(Stored items)
□ □ □ □ □

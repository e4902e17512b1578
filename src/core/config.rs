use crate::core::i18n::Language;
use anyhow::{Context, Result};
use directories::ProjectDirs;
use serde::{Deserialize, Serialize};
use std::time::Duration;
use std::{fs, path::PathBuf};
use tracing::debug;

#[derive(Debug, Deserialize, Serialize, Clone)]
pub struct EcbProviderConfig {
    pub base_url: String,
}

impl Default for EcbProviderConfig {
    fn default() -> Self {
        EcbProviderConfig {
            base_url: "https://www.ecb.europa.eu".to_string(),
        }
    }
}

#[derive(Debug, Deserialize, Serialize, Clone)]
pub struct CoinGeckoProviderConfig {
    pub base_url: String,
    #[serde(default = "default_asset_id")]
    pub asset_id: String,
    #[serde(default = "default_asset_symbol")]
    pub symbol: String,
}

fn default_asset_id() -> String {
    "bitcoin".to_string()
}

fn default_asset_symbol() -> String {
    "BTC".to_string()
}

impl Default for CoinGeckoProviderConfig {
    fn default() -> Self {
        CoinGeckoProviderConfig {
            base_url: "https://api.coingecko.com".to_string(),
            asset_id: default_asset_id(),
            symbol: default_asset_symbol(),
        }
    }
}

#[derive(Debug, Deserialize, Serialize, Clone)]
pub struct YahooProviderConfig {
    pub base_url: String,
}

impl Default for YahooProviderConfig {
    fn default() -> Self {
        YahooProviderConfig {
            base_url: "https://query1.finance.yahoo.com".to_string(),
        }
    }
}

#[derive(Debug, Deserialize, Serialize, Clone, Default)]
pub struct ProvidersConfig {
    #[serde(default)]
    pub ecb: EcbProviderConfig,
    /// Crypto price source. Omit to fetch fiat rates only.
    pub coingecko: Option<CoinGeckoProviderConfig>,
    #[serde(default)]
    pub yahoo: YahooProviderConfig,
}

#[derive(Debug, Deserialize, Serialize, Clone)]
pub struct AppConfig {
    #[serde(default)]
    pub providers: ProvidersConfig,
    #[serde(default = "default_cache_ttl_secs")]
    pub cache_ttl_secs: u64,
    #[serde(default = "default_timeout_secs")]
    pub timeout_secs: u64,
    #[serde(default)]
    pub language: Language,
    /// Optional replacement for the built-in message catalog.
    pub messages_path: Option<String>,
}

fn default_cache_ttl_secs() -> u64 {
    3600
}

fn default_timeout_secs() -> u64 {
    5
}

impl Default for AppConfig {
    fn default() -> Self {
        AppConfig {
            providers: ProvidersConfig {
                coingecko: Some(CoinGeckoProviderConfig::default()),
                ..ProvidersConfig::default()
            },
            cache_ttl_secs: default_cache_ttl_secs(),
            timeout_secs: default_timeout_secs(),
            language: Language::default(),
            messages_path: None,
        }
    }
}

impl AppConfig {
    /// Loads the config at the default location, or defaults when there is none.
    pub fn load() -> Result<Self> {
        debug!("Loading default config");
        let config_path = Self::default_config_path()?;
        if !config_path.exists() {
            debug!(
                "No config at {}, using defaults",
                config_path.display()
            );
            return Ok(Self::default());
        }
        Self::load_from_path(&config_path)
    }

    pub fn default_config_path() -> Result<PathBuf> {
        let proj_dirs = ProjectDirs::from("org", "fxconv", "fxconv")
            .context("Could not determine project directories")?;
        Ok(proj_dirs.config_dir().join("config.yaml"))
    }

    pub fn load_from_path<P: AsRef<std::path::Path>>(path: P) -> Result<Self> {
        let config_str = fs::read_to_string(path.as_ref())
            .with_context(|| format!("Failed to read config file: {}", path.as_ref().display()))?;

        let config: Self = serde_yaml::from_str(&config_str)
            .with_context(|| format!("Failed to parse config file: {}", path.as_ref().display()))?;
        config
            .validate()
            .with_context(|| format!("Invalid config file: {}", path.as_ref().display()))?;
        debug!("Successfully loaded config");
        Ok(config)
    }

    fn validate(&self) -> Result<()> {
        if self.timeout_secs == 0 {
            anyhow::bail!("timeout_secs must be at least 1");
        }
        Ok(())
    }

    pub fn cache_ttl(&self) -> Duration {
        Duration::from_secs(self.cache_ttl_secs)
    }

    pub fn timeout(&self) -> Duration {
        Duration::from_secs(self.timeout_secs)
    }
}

□ □ □ □ □

→ Exercise prompt: Exact copies of all the lines above are required.

→ Exercise response:
repository e4902e17512b1578
filename src/core/config.rs
use crate::core::i18n::Language;
use anyhow::{Context, Result};
use directories::ProjectDirs;
use serde::{Deserialize, Serialize};
use std::time::Duration;
use std::{fs, path::PathBuf};
use tracing::debug;

#[derive(Debug, Deserialize, Serialize, Clone)]
pub struct EcbProviderConfig {
    pub base_url: String,
}

impl Default for EcbProviderConfig {
    fn default() -> Self {
        EcbProviderConfig {
            base_url: "https://www.ecb.europa.eu".to_string(),
        }
    }
}

#[derive(Debug, Deserialize, Serialize, Clone)]
pub struct CoinGeckoProviderConfig {
    pub base_url: String,
    #[serde(default = "default_asset_id")]
    pub asset_id: String,
    #[serde(default = "default_asset_symbol")]
    pub symbol: String,
}

fn default_asset_id() -> String {
    "bitcoin".to_string()
}

fn default_asset_symbol() -> String {
    "BTC".to_string()
}

impl Default for CoinGeckoProviderConfig {
    fn default() -> Self {
        CoinGeckoProviderConfig {
            base_url: "https://api.coingecko.com".to_string(),
            asset_id: default_asset_id(),
            symbol: default_asset_symbol(),
        }
    }
}

#[derive(Debug, Deserialize, Serialize, Clone)]
pub struct YahooProviderConfig {
    pub base_url: String,
}

impl Default for YahooProviderConfig {
    fn default() -> Self {
        YahooProviderConfig {
            base_url: "https://query1.finance.yahoo.com".to_string(),
        }
    }
}

#[derive(Debug, Deserialize, Serialize, Clone, Default)]
pub struct ProvidersConfig {
    #[serde(default)]
    pub ecb: EcbProviderConfig,
    /// Crypto price source. Omit to fetch fiat rates only.
    pub coingecko: Option<CoinGeckoProviderConfig>,
    #[serde(default)]
    pub yahoo: YahooProviderConfig,
}

#[derive(Debug, Deserialize, Serialize, Clone)]
pub struct AppConfig {
    #[serde(default)]
    pub providers: ProvidersConfig,
    #[serde(default = "default_cache_ttl_secs")]
    pub cache_ttl_secs: u64,
    #[serde(default = "default_timeout_secs")]
    pub timeout_secs: u64,
    #[serde(default)]
    pub language: Language,
    /// Optional replacement for the built-in message catalog.
    pub messages_path: Option<String>,
}

fn default_cache_ttl_secs() -> u64 {
    3600
}

fn default_timeout_secs() -> u64 {
    5
}

impl Default for AppConfig {
    fn default() -> Self {
        AppConfig {
            providers: ProvidersConfig {
                coingecko: Some(CoinGeckoProviderConfig::default()),
                ..ProvidersConfig::default()
            },
            cache_ttl_secs: default_cache_ttl_secs(),
            timeout_secs: default_timeout_secs(),
            language: Language::default(),
            messages_path: None,
        }
    }
}

impl AppConfig {
    /// Loads the config at the default location, or defaults when there is none.
    pub fn load() -> Result<Self> {
        debug!("Loading default config");
        let config_path = Self::default_config_path()?;
        if !config_path.exists() {
            debug!(
                "No config at {}, using defaults",
                config_path.display()
            );
            return Ok(Self::default());
        }
        Self::load_from_path(&config_path)
    }

    pub fn default_config_path() -> Result<PathBuf> {
        let proj_dirs = ProjectDirs::from("org", "fxconv", "fxconv")
            .context("Could not determine project directories")?;
        Ok(proj_dirs.config_dir().join("config.yaml"))
    }

    pub fn load_from_path<P: AsRef<std::path::Path>>(path: P) -> Result<Self> {
        let config_str = fs::read_to_string(path.as_ref())
            .with_context(|| format!("Failed to read config file: {}", path.as_ref().display()))?;

        let config: Self = serde_yaml::from_str(&config_str)
            .with_context(|| format!("Failed to parse config file: {}", path.as_ref().display()))?;
        config
            .validate()
            .with_context(|| format!("Invalid config file: {}", path.as_ref().display()))?;
        debug!("Successfully loaded config");
        Ok(config)
    }

    fn validate(&self) -> Result<()> {
        if self.timeout_secs == 0 {
            anyhow::bail!("timeout_secs must be at least 1");
        }
        Ok(())
    }

    pub fn cache_ttl(&self) -> Duration {
        Duration::from_secs(self.cache_ttl_secs)
    }

    pub fn timeout(&self) -> Duration {
        Duration::from_secs(self.timeout_secs)
    }
}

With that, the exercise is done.